Full spoilers below for Evil Dead Burn and the ending of Evil Dead Rise. If you have not seen the film, turn back now. Everything past this line gives the game away. Or read our relatively spoiler-free review instead.


Yes, Evil Dead Burn has a post-credits scene, and it is not a throwaway gag. In fact the film has two stingers: a mid-credits scene that hands the family grandmother a nasty little sign-off, and a post-credits scene that resurrects the one character Evil Dead Rise seemed to have destroyed for good.

Here is the short version for anyone who left the screen too early: the mid-credits beat catches up with the grandmother in full Deadite mode on a roadside, and the post-credits tag returns to the film’s crematorium, plants a familiar name on an urn, and brings back Ellie, the possessed mother from Rise, with a straight-to-camera “Mommy’s back.” Below is the full breakdown of both, what they mean, and the continuity knot the ending leaves dangling.

Does Evil Dead Burn have a mid-credits or post-credits scene?

It has both. A mid-credits scene arrives partway through the roll and hands the family grandmother a gruesome punchline. Then a post-credits scene, set back at the crematorium that features earlier in the film, closes things out for real. Neither is a throwaway, so stay in your seat to the end. The post-credits tag is the more significant of the two, the most important twenty seconds in the film, but the mid-credits gag is the better laugh.

What happens in the Evil Dead Burn mid-credits scene?

The mid-credits scene checks back in on the family’s grandmother, now fully turned. We find her in Deadite form, one hand severed at the wrist and a length of her own viscera trailing behind her as she drags herself along a road, scowling and snarling. A car slows and pulls over, and a young woman climbs out to ask if she is all right, which she very obviously is not. The grandmother turns sweet, murmuring that she is having some trouble with her legs, then brightens as she lands on a solution: “I’ll take yours.” She lunges. It is a quick, gleeful payoff for the character, and one of the closest points the film comes to the classic Evil Dead register of slapstick menace.

What happens in the Evil Dead Burn post-credits scene?

The scene returns to the urns of the Evil Dead Burn crematorium and to the woman who runs it, who was seen conducting the service earlier. She is there with a young girl, apparently her daughter, and the pair are looking over the shelves of urns. The child asks why they are holding on to so many of them. The woman explains that people sometimes never come back for the ashes, so the crematorium keeps them in case a relative eventually turns up, or someone finally remembers.

She then steps out, telling the girl not to touch anything, and leaves the child alone among the urns. Left by herself, the girl reads the little names on the shelves. One of them says Ellie. The lights start to flicker and surge. She looks into a mirror, and the reflection staring back is not hers. It is Ellie, dead-eyed and possessed, the Deadite mother from the previous film. The reflection lifts a finger to its lips, a quiet warning not to alert anyone.

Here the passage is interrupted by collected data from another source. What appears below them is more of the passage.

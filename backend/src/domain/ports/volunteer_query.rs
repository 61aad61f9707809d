//! Driving port for volunteer read operations.

use async_trait::async_trait;

use crate::domain::{Error, Page, PageRequest, Volunteer, VolunteerId, VolunteerStatus};

/// Read-side use cases for volunteer records.
///
/// Ward arguments are raw caller input; implementations validate them.
#[cfg_attr(test, mockall::automock)]
#[async_trait]
pub trait VolunteerQuery: Send + Sync {
    /// Fetch one volunteer.
    async fn get_by_id(&self, id: VolunteerId) -> Result<Volunteer, Error>;

    /// Page through every volunteer.
    async fn list_all(&self, page: PageRequest) -> Result<Page<Volunteer>, Error>;

    /// Every volunteer in `ward`.
    async fn list_by_ward(&self, ward: String) -> Result<Vec<Volunteer>, Error>;

    /// Every volunteer with `status`.
    async fn list_by_status(&self, status: VolunteerStatus) -> Result<Vec<Volunteer>, Error>;

    /// Every active volunteer.
    async fn list_active(&self) -> Result<Vec<Volunteer>, Error>;

    /// Page through active volunteers.
    async fn list_active_page(&self, page: PageRequest) -> Result<Page<Volunteer>, Error>;

    /// Every active volunteer in `ward`.
    async fn list_active_by_ward(&self, ward: String) -> Result<Vec<Volunteer>, Error>;

    /// Number of active volunteers.
    async fn count_active(&self) -> Result<u64, Error>;

    /// Number of volunteers in `ward`, regardless of status.
    async fn count_by_ward(&self, ward: String) -> Result<u64, Error>;
}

The girl reaches out and touches the mirror. Ellie’s reflection touches it back from the other side. The lights go berserk, and the camera pans around the room. Full Deadite Ellie is shown standing directly behind the girl. Ellie snaps the child’s neck. Then she turns to the lens and delivers the sting: “Mommy’s back.” Cut to black.

Who is Ellie, and why does the ending matter?

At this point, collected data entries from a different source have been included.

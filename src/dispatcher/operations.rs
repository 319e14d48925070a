//! Dispatcher operations.
//!
//! Each public operation resolves the handler, checks the capability it
//! needs and invokes it. Handler failures are wrapped with the resource and
//! operation but otherwise passed through untouched; nothing is retried.

use super::core::{Dispatcher, Outcome};
use crate::error::{DispatchError, DispatchResult, HandlerError};
use crate::registry::{RegisteredSearchHandler, ResourceRegistry};
use crate::resource::context::params;
use crate::resource::{Capability, Operation, RequestContext};
use log::debug;
use serde_json::Value;

impl Dispatcher {
    /// Retrieve one entity.
    pub async fn retrieve(
        &self,
        resource: &str,
        id: &str,
        context: &RequestContext,
    ) -> DispatchResult<Outcome> {
        let registry = self.registry.snapshot();
        self.retrieve_in(&registry, resource, id, context).await
    }

    /// Create an entity from a structured payload.
    pub async fn create(
        &self,
        resource: &str,
        body: Value,
        context: &RequestContext,
    ) -> DispatchResult<Outcome> {
        let registry = self.registry.snapshot();
        self.create_in(&registry, resource, body, context).await
    }

    /// Update an entity; the handler's returned representation is discarded.
    pub async fn update(
        &self,
        resource: &str,
        id: &str,
        body: Value,
        context: &RequestContext,
    ) -> DispatchResult<Outcome> {
        let registry = self.registry.snapshot();
        self.update_in(&registry, resource, id, body, context).await
    }

    /// Soft delete an entity.
    ///
    /// A missing or blank `reason` is replaced by the configured default.
    pub async fn delete(
        &self,
        resource: &str,
        id: &str,
        reason: Option<&str>,
        context: &RequestContext,
    ) -> DispatchResult<Outcome> {
        let registry = self.registry.snapshot();
        self.delete_in(&registry, resource, id, reason, context)
            .await
    }

    /// Permanently remove an entity.
    pub async fn purge(
        &self,
        resource: &str,
        id: &str,
        context: &RequestContext,
    ) -> DispatchResult<Outcome> {
        let registry = self.registry.snapshot();
        self.purge_in(&registry, resource, id, context).await
    }

    /// Serve a collection GET from the context's query parameters.
    ///
    /// A matching search handler wins over the handler's generic search,
    /// which wins over listing. A resource lacking the capability the
    /// request shape needs fails; there is no fall-through.
    pub async fn list_or_search(
        &self,
        resource: &str,
        context: &RequestContext,
    ) -> DispatchResult<Outcome> {
        let registry = self.registry.snapshot();
        self.list_or_search_in(&registry, resource, context).await
    }

    pub(super) async fn retrieve_in(
        &self,
        registry: &ResourceRegistry,
        resource: &str,
        id: &str,
        context: &RequestContext,
    ) -> DispatchResult<Outcome> {
        let handler = registry
            .lookup(resource)?
            .as_retrievable()
            .ok_or_else(|| DispatchError::unsupported(resource, Capability::Retrievable))?;

        let entity = handler
            .retrieve(id, context)
            .await
            .map_err(failed(resource, Operation::Retrieve))?;
        Ok(Outcome::Entity(entity))
    }

    pub(super) async fn create_in(
        &self,
        registry: &ResourceRegistry,
        resource: &str,
        body: Value,
        context: &RequestContext,
    ) -> DispatchResult<Outcome> {
        let handler = registry
            .lookup(resource)?
            .as_creatable()
            .ok_or_else(|| DispatchError::unsupported(resource, Capability::Creatable))?;

        let created = handler
            .create(body, context)
            .await
            .map_err(failed(resource, Operation::Create))?;
        Ok(Outcome::Created(created))
    }

    pub(super) async fn update_in(
        &self,
        registry: &ResourceRegistry,
        resource: &str,
        id: &str,
        body: Value,
        context: &RequestContext,
    ) -> DispatchResult<Outcome> {
        let handler = registry
            .lookup(resource)?
            .as_updatable()
            .ok_or_else(|| DispatchError::unsupported(resource, Capability::Updatable))?;

        handler
            .update(id, body, context)
            .await
            .map_err(failed(resource, Operation::Update))?;
        Ok(Outcome::NoContent)
    }

    pub(super) async fn delete_in(
        &self,
        registry: &ResourceRegistry,
        resource: &str,
        id: &str,
        reason: Option<&str>,
        context: &RequestContext,
    ) -> DispatchResult<Outcome> {
        let handler = registry
            .lookup(resource)?
            .as_deletable()
            .ok_or_else(|| DispatchError::unsupported(resource, Capability::Deletable))?;

        let reason = reason
            .map(str::trim)
            .filter(|reason| !reason.is_empty())
            .unwrap_or(self.config.default_delete_reason.as_str());
        debug!("Deleting {}/{} with reason '{}'", resource, id, reason);

        handler
            .delete(id, reason, context)
            .await
            .map_err(failed(resource, Operation::Delete))?;
        Ok(Outcome::NoContent)
    }

    pub(super) async fn purge_in(
        &self,
        registry: &ResourceRegistry,
        resource: &str,
        id: &str,
        context: &RequestContext,
    ) -> DispatchResult<Outcome> {
        let handler = registry
            .lookup(resource)?
            .as_purgeable()
            .ok_or_else(|| DispatchError::unsupported(resource, Capability::Purgeable))?;

        handler
            .purge(id, context)
            .await
            .map_err(failed(resource, Operation::Purge))?;
        Ok(Outcome::NoContent)
    }

    pub(super) async fn list_or_search_in(
        &self,
        registry: &ResourceRegistry,
        resource: &str,
        context: &RequestContext,
    ) -> DispatchResult<Outcome> {
        let handler = registry.lookup(resource)?;

        if let Some(search) = self.resolve_search_handler(registry, resource, context)? {
            debug!("Using search handler '{}' for '{}'", search.id(), resource);
            let page = search
                .handler()
                .search(context)
                .await
                .map_err(failed(resource, Operation::HandlerSearch))?;
            return Ok(Outcome::Page(page));
        }

        if context.parameters().has_search_parameters() {
            let searchable = handler
                .as_searchable()
                .ok_or_else(|| DispatchError::unsupported(resource, Capability::Searchable))?;
            let page = searchable
                .search(context)
                .await
                .map_err(failed(resource, Operation::Search))?;
            return Ok(Outcome::Page(page));
        }

        let listable = handler
            .as_listable()
            .ok_or_else(|| DispatchError::unsupported(resource, Capability::Listable))?;
        let page = listable
            .get_all(context)
            .await
            .map_err(failed(resource, Operation::List))?;
        Ok(Outcome::Page(page))
    }

    /// Pick the search handler serving a collection GET, if any.
    ///
    /// An explicit `s` parameter names the handler; otherwise the most
    /// specific handler whose required parameters are present is used.
    ///
    /// # Errors
    ///
    /// Returns [`DispatchError::BadRequest`] when `s` names an unknown handler
    /// or the request lacks parameters that handler requires.
    pub(super) fn resolve_search_handler<'r>(
        &self,
        registry: &'r ResourceRegistry,
        resource: &str,
        context: &RequestContext,
    ) -> DispatchResult<Option<&'r RegisteredSearchHandler>> {
        let parameters = context.parameters();

        let Some(search_id) = parameters.get(params::SEARCH_ID) else {
            return Ok(registry.find_search_handler(resource, parameters.names()));
        };

        let search = registry
            .search_handler_by_id(resource, search_id)
            .ok_or_else(|| {
                DispatchError::bad_request(format!(
                    "unknown search handler '{}' for '{}'",
                    search_id, resource
                ))
            })?;

        let missing: Vec<&str> = search
            .config()
            .required()
            .iter()
            .map(String::as_str)
            .filter(|name| !parameters.contains(name))
            .collect();
        if !missing.is_empty() {
            return Err(DispatchError::bad_request(format!(
                "search handler '{}' requires parameters: {}",
                search_id,
                missing.join(", ")
            )));
        }

        Ok(Some(search))
    }
}

fn failed(resource: &str, operation: Operation) -> impl FnOnce(HandlerError) -> DispatchError + '_ {
    move |source| DispatchError::handler(resource, operation, source)
}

For newcomers, the payoff needs context. Ellie (Alyssa Sutherland) was the single mother at the centre of Evil Dead Rise (2023), possessed early and turned into the film’s central nightmare. By that film’s climax she had fused with her own children into the multi-limbed abomination the Necronomicon calls the Marauder, a body-horror vision of family collapsing in on itself. Her sister Beth finally destroyed the creature and kicked Ellie’s severed head into a woodchipper.

That is what makes her return here land. Ellie is not a random Deadite. She is the emotional engine of the previous film, and pulling her back through a mirror, using a child as the doorway, rhymes with everything Rise was about: motherhood as a trap, family as the thing that will not let you leave. Sutherland’s dead-eyed stare was the best special effect in Rise, and the tag is clearly built to weaponise it one more time.

What does “Mommy’s back” set up?

The line is doing two jobs. On the surface it is a hook, a promise that the franchise is not finished with Ellie and that the Deadite contagion is still spreading through ordinary lives. Rise already ended on that idea, revealing the evil had escaped the building. Burn now suggests it has found a new, small, and horribly vulnerable host to work through.

It is also a thematic rhyme rather than a clean plot thread. Burn is a standalone story, tied to Rise only loosely through the Deadite that killed its protagonist’s husband. The mirror tag keeps that connective tissue alive without demanding a direct sequel, which is exactly how this run of films has been operating: shared curse, separate households. Where it pays off next is the real question. The next film planned, 2028’s Evil Dead Wrath, is a 1972-set prequel – that’s decades before Ellie or anything in Rise. It is genuinely hard to see how a resurrected Ellie feeds into that unless time travel is on the table. The series has previous here, given Army of Darkness flung Ash back through the centuries, but the more likely read is that this tag is seeding an entirely new sequel to land after Wrath, once the timeline catches back up to the present.

The woodchipper problem

Here is where the horror fan brain kicks in. Ellie went through a woodchipper. The Marauder was Ellie fused with Danny and Bridget, a single tangled mass of bodies, and Beth fed the whole thing into the machine before booting the last of Ellie’s head in after it. So the post-credits scene raises a question it has no intention of answering: whose ashes are in that urn marked Ellie?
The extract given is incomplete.